The Rights of Man footnote 24

It is scarcely possible to touch on any subject, that will not suggest an allusion to some corruption in governments. The simile of "fortifications," unfortunately involves with it a circumstance, which is directly in point with the matter above alluded to.

Among the numerous instances of abuse which have been acted or protected by governments, ancient or modern, there is not a greater than that of quartering a man and his heirs upon the public, to be maintained at its expense.

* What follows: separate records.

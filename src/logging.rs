#![cfg(feature = "std")]

use log::{self, LevelFilter, Metadata, Record};
use std::env;

struct SimpleLogger;

impl log::Log for SimpleLogger {
    fn enabled(&self, metadata: &Metadata) -> bool {
        metadata.level() <= log::max_level()
    }

    fn log(&self, record: &Record) {
        if self.enabled(record.metadata()) {
            eprintln!("{} {} - {}", record.level(), record.target(), record.args());
        }
    }

    fn flush(&self) {}
}

static LOGGER: SimpleLogger = SimpleLogger;

/// Initialize logging with a level taken from the `WORDGRID_LOG` environment variable.
/// Defaults to `info` if the variable is not set or invalid.
pub fn init_logging() {
    init_logging_with(LevelFilter::Info);
}

/// Like `init_logging`, with a caller-chosen fallback level.
pub fn init_logging_with(default: LevelFilter) {
    let level = env::var("WORDGRID_LOG")
        .ok()
        .and_then(|lvl| lvl.parse().ok())
        .unwrap_or(default);
    let _ = log::set_logger(&LOGGER).map(|()| log::set_max_level(level));
}
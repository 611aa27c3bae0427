use std::sync::Arc;

use rand::rngs::SmallRng;
use rand::SeedableRng;
use wordgrid::{
    EngineConfig, EngineError, EngineState, GestureOutcome, Grid, LevelDefinition, LevelStore,
    MatchEngine, MatchPolicy,
};

// Level 1 tiles: G=0 O=1 L=2 D=3
const GOLD: [usize; 4] = [0, 1, 2, 3];
const DOG: [usize; 3] = [3, 1, 0];
const GOD: [usize; 3] = [0, 1, 3];
const LOG: [usize; 3] = [2, 1, 0];

fn builtin_engine() -> MatchEngine {
    MatchEngine::new(Arc::new(LevelStore::builtin())).unwrap()
}

fn single_level_engine(def: LevelDefinition) -> MatchEngine {
    MatchEngine::new(Arc::new(LevelStore::new(vec![def]).unwrap())).unwrap()
}

fn trace(engine: &mut MatchEngine, tiles: &[usize]) -> GestureOutcome {
    assert!(engine.begin_gesture(tiles[0]).unwrap());
    for &t in &tiles[1..] {
        engine.extend_gesture(t).unwrap();
    }
    engine.end_gesture().unwrap()
}

fn revealed(engine: &MatchEngine) -> Vec<usize> {
    engine.session().revealed().iter_cells().collect()
}

#[test]
fn test_gold_reveals_top_row() {
    let mut engine = builtin_engine();
    let outcome = trace(&mut engine, &GOLD);
    assert_eq!(
        outcome,
        GestureOutcome::Match {
            word: "gold".to_string(),
            cells: vec![0, 1, 2, 3],
            newly_found: true
        }
    );
    assert_eq!(revealed(&engine), vec![0, 1, 2, 3]);
    assert_eq!(engine.session().remaining_words(), &["dog", "god", "log"]);
    assert_eq!(engine.state(), EngineState::Idle);
    assert!(engine.session().trace().is_empty());
}

#[test]
fn test_column_match_and_direction() {
    let mut engine = builtin_engine();
    // "log" reads down column 2
    assert_eq!(trace(&mut engine, &LOG).cells(), &[2, 6, 10]);
    // "gol" is "log" backwards and spelled nowhere
    let outcome = trace(&mut engine, &[0, 1, 2]);
    assert_eq!(
        outcome,
        GestureOutcome::NoMatch {
            word: "gol".to_string()
        }
    );
    // "god" is "dog" backwards, but column 0 spells it
    assert_eq!(trace(&mut engine, &GOD).cells(), &[0, 4, 8]);
}

#[test]
fn test_no_match_leaves_session_untouched() {
    let mut engine = builtin_engine();
    trace(&mut engine, &GOLD);
    let before = engine.session().clone();
    let outcome = trace(&mut engine, &[3, 2, 1, 0]);
    assert!(matches!(outcome, GestureOutcome::NoMatch { .. }));
    assert_eq!(engine.session(), &before);
}

#[test]
fn test_retrace_is_idempotent() {
    let mut engine = builtin_engine();
    trace(&mut engine, &GOLD);
    let before = engine.session().clone();
    let again = trace(&mut engine, &GOLD);
    assert_eq!(
        again,
        GestureOutcome::Match {
            word: "gold".to_string(),
            cells: vec![0, 1, 2, 3],
            newly_found: false
        }
    );
    assert!(!again.made_progress());
    assert_eq!(engine.session(), &before);
}

#[test]
fn test_single_tile_never_matches() {
    let mut engine = builtin_engine();
    engine.begin_gesture(1).unwrap();
    let outcome = engine.end_gesture().unwrap();
    assert_eq!(
        outcome,
        GestureOutcome::NoMatch {
            word: "o".to_string()
        }
    );
    assert_eq!(engine.state(), EngineState::Idle);
}

#[test]
fn test_begin_while_tracing_is_ignored() {
    let mut engine = builtin_engine();
    assert!(engine.begin_gesture(0).unwrap());
    assert!(!engine.begin_gesture(1).unwrap());
    assert_eq!(engine.session().trace(), &[0]);
    assert_eq!(engine.state(), EngineState::Tracing);
}

#[test]
fn test_extend_skips_revisited_tiles() {
    let mut engine = builtin_engine();
    engine.begin_gesture(0).unwrap();
    assert!(engine.extend_gesture(1).unwrap());
    assert!(!engine.extend_gesture(0).unwrap());
    assert!(!engine.extend_gesture(1).unwrap());
    assert_eq!(engine.session().trace(), &[0, 1]);
    assert_eq!(engine.current_word(), "go");
}

#[test]
fn test_contract_violations() {
    let mut engine = builtin_engine();
    assert_eq!(
        engine.begin_gesture(4).unwrap_err(),
        EngineError::InvalidTile { index: 4, tiles: 4 }
    );
    assert_eq!(engine.state(), EngineState::Idle);
    assert_eq!(engine.extend_gesture(0).unwrap_err(), EngineError::NotTracing);
    assert_eq!(engine.end_gesture().unwrap_err(), EngineError::NotTracing);

    engine.begin_gesture(0).unwrap();
    assert_eq!(
        engine.extend_gesture(7).unwrap_err(),
        EngineError::InvalidTile { index: 7, tiles: 4 }
    );
    assert_eq!(engine.session().trace(), &[0]);
}

#[test]
fn test_completing_level_one_loads_level_two() {
    let mut engine = builtin_engine();
    trace(&mut engine, &GOLD);
    trace(&mut engine, &DOG);
    trace(&mut engine, &GOD);
    let outcome = trace(&mut engine, &LOG);

    match outcome {
        GestureOutcome::LevelComplete {
            word,
            cells,
            completed_level,
            next_level,
            next_level_letters,
            next_level_grid,
        } => {
            assert_eq!(word, "log");
            assert_eq!(cells, vec![2, 6, 10]);
            assert_eq!(completed_level, 1);
            assert_eq!(next_level, 2);
            assert_eq!(next_level_letters, vec!['K', 'O', 'U', 'Ş']);
            assert_eq!(next_level_grid, Grid::parse(" KOŞ O O Ş KKUŞ ").unwrap());
        }
        other => panic!("expected level completion, got {:?}", other),
    }

    assert_eq!(engine.level(), 2);
    assert_eq!(engine.state(), EngineState::Idle);
    assert!(engine.session().revealed().is_empty());
    assert_eq!(engine.session().remaining_words().len(), 4);

    // the next gesture runs against level 2's tiles: K=0 O=1 U=2 Ş=3
    engine.begin_gesture(0).unwrap();
    assert_eq!(engine.current_word(), "k");
    engine.extend_gesture(1).unwrap();
    engine.extend_gesture(3).unwrap();
    engine.extend_gesture(2).unwrap();
    let outcome = engine.end_gesture().unwrap();
    assert_eq!(outcome.word(), "koşu");
    assert_eq!(outcome.cells(), &[1, 5, 9, 13]);
}

#[test]
fn test_last_level_reports_no_more_levels() {
    let store = LevelStore::builtin();
    let mut engine = single_level_engine(store.get(1).unwrap().clone());
    trace(&mut engine, &GOLD);
    trace(&mut engine, &DOG);
    trace(&mut engine, &GOD);
    let outcome = trace(&mut engine, &LOG);

    assert_eq!(
        outcome,
        GestureOutcome::NoMoreLevels {
            word: "log".to_string(),
            cells: vec![2, 6, 10],
            completed_level: 1
        }
    );
    assert!(engine.is_finished());
    assert_eq!(engine.level(), 1);
    assert_eq!(revealed(&engine), vec![0, 1, 2, 3, 4, 6, 8, 9, 10]);
    assert!(engine.session().remaining_words().is_empty());

    let before = engine.session().clone();
    assert_eq!(engine.begin_gesture(0).unwrap_err(), EngineError::Finished);
    assert_eq!(engine.end_gesture().unwrap_err(), EngineError::Finished);
    assert_eq!(engine.session(), &before);
}

#[test]
fn test_duplicate_targets_prefer_untraced_runs() {
    let def = LevelDefinition::new(
        vec!['A', 'B'],
        vec!["ab".to_string(), "ab".to_string()],
        Grid::parse("AB      AB      ").unwrap(),
    );
    let mut engine = single_level_engine(def);

    let first = trace(&mut engine, &[0, 1]);
    assert_eq!(first.cells(), &[0, 1]);
    assert!(first.made_progress());
    assert_eq!(engine.session().remaining_words(), &["ab"]);

    let second = trace(&mut engine, &[0, 1]);
    assert!(matches!(second, GestureOutcome::NoMoreLevels { .. }));
    assert_eq!(second.cells(), &[8, 9]);
}

#[test]
fn test_duplicate_targets_on_one_run_complete_the_level() {
    let def = LevelDefinition::new(
        vec!['A', 'B'],
        vec!["ab".to_string(), "ab".to_string()],
        Grid::parse("AB              ").unwrap(),
    );
    let mut engine = single_level_engine(def);

    let first = trace(&mut engine, &[0, 1]);
    assert_eq!(
        first,
        GestureOutcome::Match {
            word: "ab".to_string(),
            cells: vec![0, 1],
            newly_found: true
        }
    );
    assert_eq!(engine.session().remaining_words(), &["ab"]);

    // the only run is already revealed, but the second listing still counts
    let second = trace(&mut engine, &[0, 1]);
    assert_eq!(
        second,
        GestureOutcome::NoMoreLevels {
            word: "ab".to_string(),
            cells: vec![0, 1],
            completed_level: 1
        }
    );
    assert!(engine.is_finished());
}

#[test]
fn test_non_target_run_reveals_without_progress() {
    // row 1 spells "cd", which is not a target
    let def = LevelDefinition::new(
        vec!['A', 'B', 'C', 'D'],
        vec!["ab".to_string()],
        Grid::parse("AB  CD          ").unwrap(),
    );
    let mut engine = single_level_engine(def);

    let outcome = trace(&mut engine, &[2, 3]);
    assert_eq!(
        outcome,
        GestureOutcome::Match {
            word: "cd".to_string(),
            cells: vec![4, 5],
            newly_found: false
        }
    );
    assert!(!outcome.made_progress());
    assert_eq!(revealed(&engine), vec![4, 5]);
    assert_eq!(engine.session().remaining_words(), &["ab"]);
}

#[test]
fn test_unplaced_targets_depend_on_policy() {
    let store = Arc::new(LevelStore::builtin());

    let strict = EngineConfig {
        start_level: 3,
        ..EngineConfig::default()
    };
    let mut engine = MatchEngine::with_config(Arc::clone(&store), strict).unwrap();
    let outcome = trace(&mut engine, &[0, 1, 2]);
    assert!(matches!(outcome, GestureOutcome::NoMatch { .. }));
    assert_eq!(engine.session().remaining_words().len(), 4);

    let lenient = EngineConfig {
        policy: MatchPolicy::lenient(),
        start_level: 3,
    };
    let mut engine = MatchEngine::with_config(store, lenient).unwrap();
    for _ in 0..3 {
        let outcome = trace(&mut engine, &[0, 1, 2]);
        assert_eq!(
            outcome,
            GestureOutcome::Acknowledged {
                word: "xxx".to_string()
            }
        );
    }
    let last = trace(&mut engine, &[3, 2, 1]);
    assert!(matches!(last, GestureOutcome::NoMoreLevels { .. }));
    assert!(last.cells().is_empty());
    assert!(engine.session().revealed().is_empty());
}

#[test]
fn test_start_level_out_of_range() {
    let config = EngineConfig {
        start_level: 9,
        ..EngineConfig::default()
    };
    assert!(MatchEngine::with_config(Arc::new(LevelStore::builtin()), config).is_err());
}

#[test]
fn test_shuffle_keeps_tiles() {
    let mut engine = builtin_engine();
    let mut rng = SmallRng::seed_from_u64(42);
    engine.shuffle_tiles(&mut rng).unwrap();
    let mut tiles = engine.session().tiles().to_vec();
    tiles.sort();
    assert_eq!(tiles, vec!['D', 'G', 'L', 'O']);

    // tile indices follow the new layout
    let tiles = engine.session().tiles().to_vec();
    let order: Vec<usize> = "gold"
        .chars()
        .map(|c| {
            tiles
                .iter()
                .position(|t| t.to_ascii_lowercase() == c)
                .unwrap()
        })
        .collect();
    assert_eq!(trace(&mut engine, &order).cells(), &[0, 1, 2, 3]);

    engine.begin_gesture(0).unwrap();
    assert_eq!(
        engine.shuffle_tiles(&mut rng).unwrap_err(),
        EngineError::Tracing
    );
}

#[test]
fn test_view_snapshot() {
    let mut engine = builtin_engine();
    trace(&mut engine, &GOLD);
    engine.begin_gesture(3).unwrap();
    let view = engine.view();
    assert_eq!(view.level, 1);
    assert_eq!(view.state, EngineState::Tracing);
    assert_eq!(view.current_word, "d");
    assert_eq!(view.trace, vec![3]);
    assert_eq!(view.cells.len(), 16);
    assert!(view.cells[0].revealed);
    assert_eq!(view.cells[0].letter, Some('G'));
    assert!(!view.cells[4].revealed);
    assert_eq!(view.cells[5].letter, None);
    assert_eq!(view.remaining_words, vec!["dog", "god", "log"]);
}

Humanity dictates a provision for the poor; but by what right, moral or political, does any government assume to say, that the person called the Duke of Richmond, shall be maintained by the public? Yet, if common report is true, not a beggar in London can purchase his wretched pittance of coal, without paying towards the civil list of the Duke of Richmond. Were the whole produce of this imposition but a shilling a year, the iniquitous principle would be still the same; but when it amounts, as it is said to do, to no less than twenty thousand pounds per annum, the enormity is too serious to be permitted to remain. This is one of the effects of monarchy and aristocracy.

In stating this case I am led by no personal dislike. Though I think it mean in any man to live upon the public, the vice originates in the government; and so general is it become, that whether the parties are in the ministry or in the opposition, it makes no difference: they are sure of the guarantee of each other.